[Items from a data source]
● ● ● ●

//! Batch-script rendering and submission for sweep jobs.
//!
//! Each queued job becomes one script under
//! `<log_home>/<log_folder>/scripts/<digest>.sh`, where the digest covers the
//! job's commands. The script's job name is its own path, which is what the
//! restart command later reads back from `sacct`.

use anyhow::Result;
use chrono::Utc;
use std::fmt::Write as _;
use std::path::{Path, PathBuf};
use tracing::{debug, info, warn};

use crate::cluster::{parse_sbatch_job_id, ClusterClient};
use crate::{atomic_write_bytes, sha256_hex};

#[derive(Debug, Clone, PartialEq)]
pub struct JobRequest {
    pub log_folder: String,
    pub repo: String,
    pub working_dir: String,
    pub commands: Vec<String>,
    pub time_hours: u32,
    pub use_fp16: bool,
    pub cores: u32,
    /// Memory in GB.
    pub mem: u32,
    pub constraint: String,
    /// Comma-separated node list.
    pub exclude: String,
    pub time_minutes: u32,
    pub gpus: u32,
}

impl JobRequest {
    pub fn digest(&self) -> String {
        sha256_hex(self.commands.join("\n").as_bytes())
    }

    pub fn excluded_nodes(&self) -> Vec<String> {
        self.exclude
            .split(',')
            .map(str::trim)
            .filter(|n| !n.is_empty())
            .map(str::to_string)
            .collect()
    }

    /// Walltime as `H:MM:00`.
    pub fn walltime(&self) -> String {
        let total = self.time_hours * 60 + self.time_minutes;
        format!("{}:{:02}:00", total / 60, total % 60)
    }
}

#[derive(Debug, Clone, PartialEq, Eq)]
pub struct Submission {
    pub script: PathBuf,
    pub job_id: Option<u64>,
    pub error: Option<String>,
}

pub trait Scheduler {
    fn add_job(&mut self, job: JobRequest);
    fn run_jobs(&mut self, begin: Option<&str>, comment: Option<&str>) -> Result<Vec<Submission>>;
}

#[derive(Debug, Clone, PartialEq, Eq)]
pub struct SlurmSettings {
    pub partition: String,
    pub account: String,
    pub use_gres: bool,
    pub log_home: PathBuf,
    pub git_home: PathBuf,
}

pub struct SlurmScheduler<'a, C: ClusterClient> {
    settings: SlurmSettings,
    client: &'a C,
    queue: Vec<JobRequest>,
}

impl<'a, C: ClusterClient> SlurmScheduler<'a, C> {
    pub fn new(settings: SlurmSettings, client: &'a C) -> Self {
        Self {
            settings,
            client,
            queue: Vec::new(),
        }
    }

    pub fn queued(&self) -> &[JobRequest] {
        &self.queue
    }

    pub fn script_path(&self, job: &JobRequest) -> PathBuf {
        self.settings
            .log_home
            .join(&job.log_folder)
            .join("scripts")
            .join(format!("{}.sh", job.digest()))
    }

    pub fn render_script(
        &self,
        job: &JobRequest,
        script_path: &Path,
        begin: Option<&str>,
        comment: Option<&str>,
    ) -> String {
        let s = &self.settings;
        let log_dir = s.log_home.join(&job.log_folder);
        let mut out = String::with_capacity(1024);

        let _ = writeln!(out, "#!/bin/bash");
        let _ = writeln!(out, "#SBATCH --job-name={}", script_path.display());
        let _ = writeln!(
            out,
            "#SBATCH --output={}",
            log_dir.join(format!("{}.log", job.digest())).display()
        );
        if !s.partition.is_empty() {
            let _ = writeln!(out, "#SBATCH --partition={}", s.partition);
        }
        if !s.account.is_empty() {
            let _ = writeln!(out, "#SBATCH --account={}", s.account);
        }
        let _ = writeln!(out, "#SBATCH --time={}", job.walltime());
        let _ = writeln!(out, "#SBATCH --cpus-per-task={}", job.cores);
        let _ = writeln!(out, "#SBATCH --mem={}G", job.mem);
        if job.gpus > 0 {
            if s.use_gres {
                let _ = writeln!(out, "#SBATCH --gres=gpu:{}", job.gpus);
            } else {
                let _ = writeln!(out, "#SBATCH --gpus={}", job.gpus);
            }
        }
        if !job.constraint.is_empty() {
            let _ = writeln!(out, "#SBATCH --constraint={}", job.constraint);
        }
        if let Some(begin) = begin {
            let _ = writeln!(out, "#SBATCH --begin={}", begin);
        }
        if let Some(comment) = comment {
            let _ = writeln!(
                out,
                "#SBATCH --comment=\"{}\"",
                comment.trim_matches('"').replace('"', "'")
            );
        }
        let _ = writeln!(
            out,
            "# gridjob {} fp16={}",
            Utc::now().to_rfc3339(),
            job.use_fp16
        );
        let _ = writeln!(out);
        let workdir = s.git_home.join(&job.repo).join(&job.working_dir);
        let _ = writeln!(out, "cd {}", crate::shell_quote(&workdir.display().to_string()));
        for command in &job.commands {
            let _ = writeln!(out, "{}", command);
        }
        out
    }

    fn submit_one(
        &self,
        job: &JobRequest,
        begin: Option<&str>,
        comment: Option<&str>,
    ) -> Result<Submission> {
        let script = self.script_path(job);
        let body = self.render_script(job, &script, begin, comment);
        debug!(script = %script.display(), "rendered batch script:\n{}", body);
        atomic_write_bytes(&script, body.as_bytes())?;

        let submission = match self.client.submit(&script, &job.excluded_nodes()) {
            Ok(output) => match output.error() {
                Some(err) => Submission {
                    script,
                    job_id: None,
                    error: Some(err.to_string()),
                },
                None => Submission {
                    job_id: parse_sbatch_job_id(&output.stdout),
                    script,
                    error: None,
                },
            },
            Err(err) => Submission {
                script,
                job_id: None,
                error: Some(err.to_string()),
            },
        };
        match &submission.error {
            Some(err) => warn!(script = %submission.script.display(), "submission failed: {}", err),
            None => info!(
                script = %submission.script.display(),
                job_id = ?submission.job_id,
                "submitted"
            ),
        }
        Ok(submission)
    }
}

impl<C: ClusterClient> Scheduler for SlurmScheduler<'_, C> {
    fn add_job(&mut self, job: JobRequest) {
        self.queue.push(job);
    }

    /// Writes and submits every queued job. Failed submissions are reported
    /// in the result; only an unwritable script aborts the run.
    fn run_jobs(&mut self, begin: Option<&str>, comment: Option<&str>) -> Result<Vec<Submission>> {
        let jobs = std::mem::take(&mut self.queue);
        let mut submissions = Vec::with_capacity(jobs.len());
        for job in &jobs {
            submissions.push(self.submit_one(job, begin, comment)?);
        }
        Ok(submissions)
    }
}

● ● ● ●

= WORK TASK =
In the entries above, one line contains "Option<&str>) -> Result<Vec<Submission>>;" and another contains "pub fn new(settings: SlurmSettings, client: &'a". Reproduce exactly those two lines and the lines between them, nothing else.

= WRITTEN SOLUTION =
    fn run_jobs(&mut self, begin: Option<&str>, comment: Option<&str>) -> Result<Vec<Submission>>;
}

#[derive(Debug, Clone, PartialEq, Eq)]
pub struct SlurmSettings {
    pub partition: String,
    pub account: String,
    pub use_gres: bool,
    pub log_home: PathBuf,
    pub git_home: PathBuf,
}

pub struct SlurmScheduler<'a, C: ClusterClient> {
    settings: SlurmSettings,
    client: &'a C,
    queue: Vec<JobRequest>,
}

impl<'a, C: ClusterClient> SlurmScheduler<'a, C> {
    pub fn new(settings: SlurmSettings, client: &'a C) -> Self {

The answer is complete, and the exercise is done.